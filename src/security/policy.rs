use super::{Authorizer, SecurityProvider, SecurityRequest};
use indexmap::IndexMap;
use serde::Deserialize;
use std::sync::Arc;
use tracing::debug;

/// Where an API key is carried.
#[derive(Debug, Clone, Copy, PartialEq, Eq, Deserialize)]
#[serde(rename_all = "lowercase")]
pub enum KeyLocation {
    Header,
    Query,
    Cookie,
}

/// A declarative authorizer, as read from a module file.
///
/// ```yaml
/// kind: api_key
/// in: header
/// name: X-API-Key
/// keys: [test123]
/// ```
///
/// ```yaml
/// kind: bearer
/// tokens:
///   admin-token: [read, write]
///   reader-token: [read]
/// ```
#[derive(Debug, Clone, PartialEq, Deserialize)]
#[serde(tag = "kind", rename_all = "snake_case")]
pub enum PolicyManifest {
    ApiKey {
        #[serde(rename = "in")]
        location: KeyLocation,
        name: String,
        keys: Vec<String>,
    },
    Bearer {
        tokens: IndexMap<String, Vec<String>>,
    },
}

impl PolicyManifest {
    #[must_use]
    pub fn into_authorizer(self) -> Authorizer {
        match self {
            PolicyManifest::ApiKey {
                location,
                name,
                keys,
            } => Arc::new(ApiKeyPolicy::new(location, name, keys)),
            PolicyManifest::Bearer { tokens } => Arc::new(BearerPolicy::new(tokens)),
        }
    }
}

/// Accepts requests carrying one of a fixed set of API keys.
#[derive(Debug, Clone)]
pub struct ApiKeyPolicy {
    location: KeyLocation,
    name: String,
    keys: Vec<String>,
}

impl ApiKeyPolicy {
    pub fn new(location: KeyLocation, name: impl Into<String>, keys: Vec<String>) -> Self {
        ApiKeyPolicy {
            location,
            name: name.into(),
            keys,
        }
    }

    fn extract<'a>(&self, req: &'a SecurityRequest<'_>) -> Option<&'a str> {
        match self.location {
            KeyLocation::Header => req.get_header(&self.name),
            KeyLocation::Query => req.get_query(&self.name),
            KeyLocation::Cookie => req.get_cookie(&self.name),
        }
    }
}

impl SecurityProvider for ApiKeyPolicy {
    /// API keys carry no scopes; any required scopes are ignored.
    fn validate(&self, scheme: &str, _scopes: &[String], req: &SecurityRequest<'_>) -> bool {
        let Some(key) = self.extract(req) else {
            debug!(scheme, name = %self.name, "API key validation failed: missing key");
            return false;
        };
        let ok = self.keys.iter().any(|k| k == key);
        if !ok {
            debug!(scheme, name = %self.name, "API key validation failed: unknown key");
        }
        ok
    }
}

/// Accepts `Authorization: Bearer {token}` for known tokens holding every
/// required scope.
#[derive(Debug, Clone)]
pub struct BearerPolicy {
    tokens: IndexMap<String, Vec<String>>,
}

impl BearerPolicy {
    #[must_use]
    pub fn new(tokens: IndexMap<String, Vec<String>>) -> Self {
        BearerPolicy { tokens }
    }

    fn extract<'a>(req: &'a SecurityRequest<'_>) -> Option<&'a str> {
        let header = req.get_header("authorization")?;
        let (prefix, token) = header.split_once(' ')?;
        prefix
            .eq_ignore_ascii_case("bearer")
            .then_some(token.trim())
    }
}

impl SecurityProvider for BearerPolicy {
    fn validate(&self, scheme: &str, scopes: &[String], req: &SecurityRequest<'_>) -> bool {
        let Some(token) = Self::extract(req) else {
            debug!(scheme, "Bearer validation failed: missing token");
            return false;
        };
        let Some(granted) = self.tokens.get(token) else {
            debug!(scheme, "Bearer validation failed: unknown token");
            return false;
        };
        let has_all_scopes = scopes.iter().all(|s| granted.contains(s));
        if !has_all_scopes {
            debug!(
                scheme,
                granted = ?granted,
                required = ?scopes,
                "Bearer validation failed: missing required scopes"
            );
        }
        has_all_scopes
    }
}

◆ ◆ ◆ ◆ ◆

**What needs to be done**
Repeat all of the entries above exactly.

**Your solution**
filename src/security/policy.rs
use super::{Authorizer, SecurityProvider, SecurityRequest};
use indexmap::IndexMap;
use serde::Deserialize;
use std::sync::Arc;
use tracing::debug;

/// Where an API key is carried.
#[derive(Debug, Clone, Copy, PartialEq, Eq, Deserialize)]
#[serde(rename_all = "lowercase")]
pub enum KeyLocation {
    Header,
    Query,
    Cookie,
}

/// A declarative authorizer, as read from a module file.
///
/// ```yaml
/// kind: api_key
/// in: header
/// name: X-API-Key
/// keys: [test123]
/// ```
///
/// ```yaml
/// kind: bearer
/// tokens:
///   admin-token: [read, write]
///   reader-token: [read]
/// ```
#[derive(Debug, Clone, PartialEq, Deserialize)]
#[serde(tag = "kind", rename_all = "snake_case")]
pub enum PolicyManifest {
    ApiKey {
        #[serde(rename = "in")]
        location: KeyLocation,
        name: String,
        keys: Vec<String>,
    },
    Bearer {
        tokens: IndexMap<String, Vec<String>>,
    },
}

impl PolicyManifest {
    #[must_use]
    pub fn into_authorizer(self) -> Authorizer {
        match self {
            PolicyManifest::ApiKey {
                location,
                name,
                keys,
            } => Arc::new(ApiKeyPolicy::new(location, name, keys)),
            PolicyManifest::Bearer { tokens } => Arc::new(BearerPolicy::new(tokens)),
        }
    }
}

/// Accepts requests carrying one of a fixed set of API keys.
#[derive(Debug, Clone)]
pub struct ApiKeyPolicy {
    location: KeyLocation,
    name: String,
    keys: Vec<String>,
}

impl ApiKeyPolicy {
    pub fn new(location: KeyLocation, name: impl Into<String>, keys: Vec<String>) -> Self {
        ApiKeyPolicy {
            location,
            name: name.into(),
            keys,
        }
    }

    fn extract<'a>(&self, req: &'a SecurityRequest<'_>) -> Option<&'a str> {
        match self.location {
            KeyLocation::Header => req.get_header(&self.name),
            KeyLocation::Query => req.get_query(&self.name),
            KeyLocation::Cookie => req.get_cookie(&self.name),
        }
    }
}

impl SecurityProvider for ApiKeyPolicy {
    /// API keys carry no scopes; any required scopes are ignored.
    fn validate(&self, scheme: &str, _scopes: &[String], req: &SecurityRequest<'_>) -> bool {
        let Some(key) = self.extract(req) else {
            debug!(scheme, name = %self.name, "API key validation failed: missing key");
            return false;
        };
        let ok = self.keys.iter().any(|k| k == key);
        if !ok {
            debug!(scheme, name = %self.name, "API key validation failed: unknown key");
        }
        ok
    }
}

/// Accepts `Authorization: Bearer {token}` for known tokens holding every
/// required scope.
#[derive(Debug, Clone)]
pub struct BearerPolicy {
    tokens: IndexMap<String, Vec<String>>,
}

impl BearerPolicy {
    #[must_use]
    pub fn new(tokens: IndexMap<String, Vec<String>>) -> Self {
        BearerPolicy { tokens }
    }

    fn extract<'a>(req: &'a SecurityRequest<'_>) -> Option<&'a str> {
        let header = req.get_header("authorization")?;
        let (prefix, token) = header.split_once(' ')?;
        prefix
            .eq_ignore_ascii_case("bearer")
            .then_some(token.trim())
    }
}

impl SecurityProvider for BearerPolicy {
    fn validate(&self, scheme: &str, scopes: &[String], req: &SecurityRequest<'_>) -> bool {
        let Some(token) = Self::extract(req) else {
            debug!(scheme, "Bearer validation failed: missing token");
            return false;
        };
        let Some(granted) = self.tokens.get(token) else {
            debug!(scheme, "Bearer validation failed: unknown token");
            return false;
        };
        let has_all_scopes = scopes.iter().all(|s| granted.contains(s));
        if !has_all_scopes {
            debug!(
                scheme,
                granted = ?granted,
                required = ?scopes,
                "Bearer validation failed: missing required scopes"
            );
        }
        has_all_scopes
    }
}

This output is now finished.